In the above data, we need to find the sales information for the product "television". Use the "stats" pipeline aggregation for this purpose.

The first step is always to fetch the data documents of the product of our choice, in this case television. For this, use a simple term query. The next step is to employ a "date_histogram" application so that we get the monthly sales numbers. As a sub aggregation, do a "sum" aggregation to calculate the total sales per month on each bucket.

For the last step, apply the stats aggregation and point the buckets_path to "monthly_sales>total_sale". As you can see, "stats" is a sibling aggregation, and it operates on all the buckets of the sibling aggregation and gives us the results. Our final query looks like the following:

curl -XPOST 'localhost:9200/sales-info/_search?pretty' -d '{
  "query": {
    "term": {
      "product": "television"
    }
  },
  "aggs": {
    "monthly_sales": {
      "date_histogram": {
        "field": "date",
        "interval": "month"
      },
      "aggs": {
        "total_sale": {
          "sum": {
            "field": "price"
          }
        }
      }
    },
    "stats_television_sales": {
      "stats_bucket": {
        "buckets_path": "monthly_sales>total_sale"
      }
    }
  }
}'

Now in the response we can see under the “stats_television”, the following statistics returned by the “stats” aggregation, with each term in the aggregation results also explained below:

"stats_monthly_sales": {
"count": 6,  // the total number of occurrences
"min": 475, // minimum value of the total sales
"max": 956, // maximum value of the total sales
"avg": 705.1666666666666, // average sales
"sum": 4231 // total sales
}

Extended Stats

In the previous section, we explained the function and output of the "stats" pipeline aggregation. Requirements for the statistics for the data may vary and might prefer another set of detailed statistics.
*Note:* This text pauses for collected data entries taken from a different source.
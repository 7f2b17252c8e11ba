use crate::{wl, Result};

/// Client-side object table. Ids are handed out from 2 upward, and an id only
/// becomes reusable once the server confirms it with `delete_id`.
pub struct Client {
	objects: std::collections::HashMap<u32, Box<dyn wl::Object>>,
	free_ids: std::collections::BTreeSet<u32>,
	next_id: u32,
	globals: std::collections::BTreeMap<u32, wl::Global>,
	pending_sync: Option<u32>,
	changes: Vec<wl::Change>,
}

impl Client {
	pub fn new() -> Self {
		let mut objects = std::collections::HashMap::<u32, Box<dyn wl::Object>>::new();
		objects.insert(wl::DISPLAY_ID, Box::new(wl::Display));

		Self {
			objects,
			free_ids: Default::default(),
			next_id: wl::DISPLAY_ID + 1,
			globals: Default::default(),
			pending_sync: None,
			changes: Vec::new(),
		}
	}

	fn new_object(&mut self, object: impl FnOnce(u32) -> Box<dyn wl::Object>) -> u32 {
		let id = match self.free_ids.pop_first() {
			Some(id) => id,
			None => {
				self.next_id += 1;
				self.next_id - 1
			}
		};

		self.objects.insert(id, object(id));
		id
	}

	pub fn get_registry(&mut self) -> wlm::Message<u32> {
		let id = self.new_object(|id| Box::new(wl::Registry::new(id)));
		wl::Display::get_registry(id)
	}

	/// Starts a round trip; [`Client::is_synced`] turns true once the server
	/// answers it.
	pub fn sync(&mut self) -> wlm::Message<u32> {
		let id = self.new_object(|id| Box::new(wl::Callback::new(id)));
		self.pending_sync = Some(id);

		wl::Display::sync(id)
	}

	pub fn is_synced(&self) -> bool {
		self.pending_sync.is_none()
	}

	pub fn globals(&self) -> impl Iterator<Item = &wl::Global> {
		self.globals.values()
	}

	pub fn interface_of(&self, id: u32) -> Option<&'static str> {
		self.objects.get(&id).map(|x| x.interface())
	}

	pub fn dispatch(&mut self, message: &wlm::RawMessage) -> Result<()> {
		let Some(object) = self.objects.get_mut(&message.object_id) else {
			color_eyre::eyre::bail!("unknown object '{}'", message.object_id);
		};

		log::trace!(
			"{}@{} op {} ({} bytes)",
			object.interface(),
			message.object_id,
			message.op,
			message.args.len()
		);

		object.handle(message.op, &message.args, &mut self.changes)?;

		for change in std::mem::take(&mut self.changes) {
			self.apply(change);
		}

		Ok(())
	}

	fn apply(&mut self, change: wl::Change) {
		match change {
			wl::Change::DeleteId(id) => {
				if id == wl::DISPLAY_ID || self.objects.remove(&id).is_none() {
					log::warn!("server deleted unknown id {id}");
					return;
				}

				self.free_ids.insert(id);
			}
			wl::Change::GlobalAdded(global) => {
				log::info!("global {} {} v{}", global.name, global.interface, global.version);
				self.globals.insert(global.name, global);
			}
			wl::Change::GlobalRemoved(name) => match self.globals.remove(&name) {
				Some(global) => log::info!("global {name} {} removed", global.interface),
				None => log::warn!("server removed unknown global {name}"),
			},
			wl::Change::Done { callback, data } => {
				if self.pending_sync == Some(callback) {
					log::debug!("round trip done with serial {data}");
					self.pending_sync = None;
				}
			}
		}
	}
}

impl Default for Client {
	fn default() -> Self {
		Self::new()
	}
}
The "extended_stats" pipeline aggregation gives additional statistics on our data, including variance information.

Learn About Our New Open Source Software Supergiant >

In order to view the results obtained from the "extended_stats" aggregation, replace the "stats_television_sales" part of the query in the above section with the following:

"detailed_monthly_stats": {
  "extended_stats_bucket": {
    "buckets_path": "monthly_sales>total_sale"
  }
}

Running the above query gives us a response, of which the part of extended_stats is given below:

"detailed_monthly_stats": {
  "count": 6,
  "min": 475,
  "max": 956,
  "avg": 705.1666666666666,
  "sum": 4231,
  "sum_of_squares": 3196200,
  "variance": 35439.97222222225,
  "std_deviation": 188.25507223504562,
  "std_deviation_bounds": {
    "upper": 1081.6768111367578,
    "lower": 328.6565221965754
  }
}

As you can see from the above data, there are four additional fields. These fields indicate the variance of the fields from the mean or average values.

Percentiles

Like the stats and extended stats aggregations, the percentiles aggregation can be used to calculate the percentiles of the data in the buckets of a sibling aggregation. This can be applied by inserting the following query in the stats aggregation query, which we have seen in the previous section.

"sum_monthly_sales": {
  "percentiles_bucket": {
    "buckets_path": "monthly_sales>sales_total"
  }
}

This returns the percentile information of the bucket data as below:

"sum_monthly_sales": {
  "values": {
    "1.0": 475,
    "5.0": 475,
    "25.0": 535,
    "50.0": 842,
    "75.0": 868,
    "95.0": 956,
    "99.0": 956
  }
}

Conclusion

In this post, we’ve shown three classes of pipeline aggregations with examples. In the next post of this series, we explain the moving average and serial difference aggregations. These are used for trend analysis with available data.